▶ _Task description_: Using the word "false" as the filter, copy each matching line from the records.

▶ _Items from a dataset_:

+++

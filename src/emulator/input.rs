pub const NUM_KEYS: usize = 16;

/// The hexadecimal keypad, one flag per key in the range 0..0xF.
/// Written by whatever reads the real keyboard, read by the key instructions.
/// A key stays pressed until it is released.
#[derive(Debug, Default, Clone, PartialEq, Eq)]
pub struct Keypad {
    keys: [bool; NUM_KEYS],
}

impl Keypad {
    pub fn new() -> Keypad {
        Keypad::default()
    }

    /// Only the low nibble of `key` is used.
    pub fn set(&mut self, key: u8, pressed: bool) {
        self.keys[(key & 0xF) as usize] = pressed;
    }

    pub fn press(&mut self, key: u8) {
        self.set(key, true);
    }

    pub fn release(&mut self, key: u8) {
        self.set(key, false);
    }

    pub fn release_all(&mut self) {
        self.keys = [false; NUM_KEYS];
    }

    pub fn is_pressed(&self, key: u8) -> bool {
        self.keys[(key & 0xF) as usize]
    }

    /// The lowest pressed key, if any.
    pub fn first_pressed(&self) -> Option<u8> {
        self.keys.iter().position(|pressed| *pressed).map(|key| key as u8)
    }
}

#[cfg(test)]
mod tests {
    use super::*;

    #[test]
    fn first_pressed_scans_upwards() {
        let mut keypad = Keypad::new();
        assert_eq!(keypad.first_pressed(), None);
        keypad.press(0xC);
        keypad.press(0x3);
        assert_eq!(keypad.first_pressed(), Some(0x3));
        keypad.release(0x3);
        assert_eq!(keypad.first_pressed(), Some(0xC));
    }

    #[test]
    fn keys_use_low_nibble() {
        let mut keypad = Keypad::new();
        keypad.press(0x1A);
        assert!(keypad.is_pressed(0xA));
        keypad.release_all();
        assert!(!keypad.is_pressed(0xA));
    }
}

+++

▶ _Answer for this exercise_:
        self.set(key, false);
        self.keys = [false; NUM_KEYS];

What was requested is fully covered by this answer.